Jeff Swensen/Getty Images

Hillary Clinton’s speech Tuesday in Columbus, Ohio, was perhaps most effective when she went after Donald Trump’s personal business career as outrageously and unusually exploitative of the middle class — characterizing not just his policies but his business career as motivated by lies and greed.

“This is [Trump’s] one move. He makes over-the-top promises that if people stick with him and put their faith in him, he’ll make them wildly successful,” Clinton said. “Then everything falls apart, and everyone gets hurt.”

Though large chunks of the speech focused on voicing standard Democratic lines about tax cuts for the rich, raising the minimum wage, and the need to protect Obamacare, she put her strongest delivery into points that cast Trump as uniquely unqualified for president based on his decisions and record as a businessman.

“He defaulted and bankrupted his company not once, not twice, but four times,” Clinton said. “He’s written a lot of books about business, and they all end at Chapter 11.”

Throughout the campaign, Trump’s most consistent argument is that he’s a phenomenal businessman who will use those skills to jump-start the economy. But Clinton has sought to turn Trump’s business record into a key vulnerability rather than a source of strength, drawing a distinction between the entrepreneurship of most Americans and that practiced by Trump.

“There are great businesspeople here in Ohio, people who care about their workers and the people they do business with. They want to build something that lasts ... and they would never dream of working the way Donald Trump does,” Clinton said. “We cannot put a person like this, with all his empty promises, [in] a position of power over our lives. We can’t let him bankrupt America like we are one of his casinos.”

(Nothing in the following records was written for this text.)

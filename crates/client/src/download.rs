//! Client-side reassembly of a streamed world.

use isoworld_net::{WorldChunk, WorldInfo, MAX_WORLD_CELLS};
use isoworld_world::{GridDims, GridError, TileGrid};
use std::collections::HashSet;
use tracing::{debug, warn};

/// A world being received chunk by chunk.
///
/// Chunks are placed by their start index, so arrival order does not matter.
#[derive(Debug)]
pub struct WorldDownload {
    info: WorldInfo,
    grid: TileGrid,
    covered: Vec<bool>,
    received_cells: usize,
    sequences: HashSet<u16>,
}

impl WorldDownload {
    /// Allocate an empty grid matching the advertised world.
    ///
    /// Worlds larger than [`MAX_WORLD_CELLS`] are refused before anything
    /// is allocated.
    pub fn new(info: WorldInfo) -> Result<Self, GridError> {
        let dims = GridDims::new(info.width, info.depth, info.height)?;
        if dims.volume() as u64 > MAX_WORLD_CELLS {
            return Err(GridError::InvalidDimensions {
                width: info.width,
                depth: info.depth,
                height: info.height,
                reason: "world exceeds the download limit",
            });
        }
        Ok(Self {
            info,
            grid: TileGrid::new(dims),
            covered: vec![false; dims.volume()],
            received_cells: 0,
            sequences: HashSet::new(),
        })
    }

    /// Place one chunk.
    pub fn apply(&mut self, chunk: &WorldChunk) -> Result<(), GridError> {
        self.grid.write_run(chunk.start_index, &chunk.cells)?;

        if !self.sequences.insert(chunk.sequence_id) {
            warn!(sequence = chunk.sequence_id, "duplicate chunk sequence id");
        }
        let span = chunk.span();
        let fresh = self.covered[span.clone()].iter().filter(|c| !**c).count();
        if fresh != span.len() {
            warn!(
                start = span.start,
                end = span.end,
                "chunk overlaps data already received"
            );
        }
        self.covered[span].fill(true);
        self.received_cells += fresh;
        debug!(
            sequence = chunk.sequence_id,
            received = self.received_cells,
            total = self.total_cells(),
            "chunk placed"
        );
        Ok(())
    }

    /// World description this download follows.
    pub fn info(&self) -> &WorldInfo {
        &self.info
    }

    /// Distinct cells received so far.
    pub fn received_cells(&self) -> usize {
        self.received_cells
    }

    /// Cells in the full world.
    pub fn total_cells(&self) -> usize {
        self.covered.len()
    }

    /// Fraction received in `0.0..=1.0`.
    pub fn progress(&self) -> f32 {
        if self.covered.is_empty() {
            return 1.0;
        }
        self.received_cells as f32 / self.total_cells() as f32
    }

    /// Whether every cell has arrived.
    pub fn is_complete(&self) -> bool {
        self.received_cells == self.total_cells()
    }

    /// The finished grid; `None` while cells are missing.
    pub fn into_grid(self) -> Option<TileGrid> {
        self.is_complete().then_some(self.grid)
    }
}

Here are some of the lines from Clinton’s speech that advanced this argument about Trump’s business record:

  • Clinton said Trump had been sued more than 35,000 times, including by small businesses, and that there were hundreds of liens filed against him.

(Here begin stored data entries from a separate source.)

//! Fixed-rate tick pacing for the single-threaded simulation loop.
//!
//! The clock does not sleep on its own; the owner feeds it wall-clock deltas
//! and runs one simulation tick per step it hands back.

use crate::SimTick;
use std::time::{Duration, Instant};

/// Upper bound on ticks returned from one [`SimulationClock::advance`] call.
///
/// Stops a long stall (debugger, suspended laptop) from producing a burst of
/// catch-up ticks.
const MAX_CATCH_UP_TICKS: u32 = 5;

/// Accumulator-based fixed tick clock.
#[derive(Debug, Clone)]
pub struct SimulationClock {
    tick_duration: Duration,
    accumulator: Duration,
    last_instant: Option<Instant>,
    current: SimTick,
}

impl SimulationClock {
    /// Create a clock running at `ticks_per_second` (clamped to at least 1).
    pub fn new(ticks_per_second: u32) -> Self {
        let tps = ticks_per_second.max(1);
        Self {
            tick_duration: Duration::from_secs(1) / tps,
            accumulator: Duration::ZERO,
            last_instant: None,
            current: SimTick::ZERO,
        }
    }

    /// Duration of one tick.
    pub fn tick_duration(&self) -> Duration {
        self.tick_duration
    }

    /// Current tick (number of ticks handed out so far).
    pub fn current_tick(&self) -> SimTick {
        self.current
    }

    /// Feed an elapsed wall-clock delta and get the number of ticks to run.
    pub fn advance(&mut self, elapsed: Duration) -> u32 {
        self.accumulator += elapsed;
        let mut ticks = 0;
        while self.accumulator >= self.tick_duration && ticks < MAX_CATCH_UP_TICKS {
            self.accumulator -= self.tick_duration;
            ticks += 1;
        }
        if ticks == MAX_CATCH_UP_TICKS {
            self.accumulator = Duration::ZERO;
        }
        self.current = self.current.advance(u64::from(ticks));
        ticks
    }

    /// Sample `Instant::now()` and run `on_tick` once per due tick.
    ///
    /// Returns how long the caller may idle before the next tick is due.
    pub fn run_due<F>(&mut self, mut on_tick: F) -> Duration
    where
        F: FnMut(SimTick),
    {
        let now = Instant::now();
        let elapsed = self
            .last_instant
            .map(|last| now.saturating_duration_since(last))
            .unwrap_or(self.tick_duration);
        self.last_instant = Some(now);

        let start = self.current;
        let ticks = self.advance(elapsed);
        for i in 0..ticks {
            on_tick(start.advance(u64::from(i) + 1));
        }
        self.tick_duration.saturating_sub(self.accumulator)
    }
}

impl Default for SimulationClock {
    fn default() -> Self {
        Self::new(20)
    }
}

    The victims behind these lawsuits were "painters, waiters, plumbers — people who needed the money and didn’t get it — not because [Trump] couldn’t pay them but because he could stiff them," Clinton said. "Contractors, many of them small businesses, took heavy losses. But Donald Trump came up fine."
  • Trump’s history in Atlantic City, which, Clinton noted, Trump has referred to as “a very good cash cow for me for a long time.”
  • That Trump has suggested the US could default on its debt. “The full faith and credit of the United States is not something we can just gamble away,” Clinton said.
  • Trump’s record shows his inability to handle national crises, Clinton argued. “Is this who you want to lead us in an emergency? Someone thin-skinned? ... Who tweets insults at reporters?”
  • Clinton read a quote from Trump in which he said of his bankruptcies: “I figured it was the bank’s problem, not mine. What the hell did I care?” “Everything seems to be a game with him,” Clinton said, “but it’s not for a lot of us.”
  • Clinton said she’d asked her team of speechwriters and researchers to send her Trump’s plans. After they did so, Clinton said, she went back to her staffers, incredulous that what she was seeing were Trump’s actual positions.

    "I’d say to them, ‘Really? He really said that?’ And then they sent the background or the video clip" that showed it, Clinton said. "I had to look twice, because I didn’t believe it."

Why Donald Trump can’t become “moderate”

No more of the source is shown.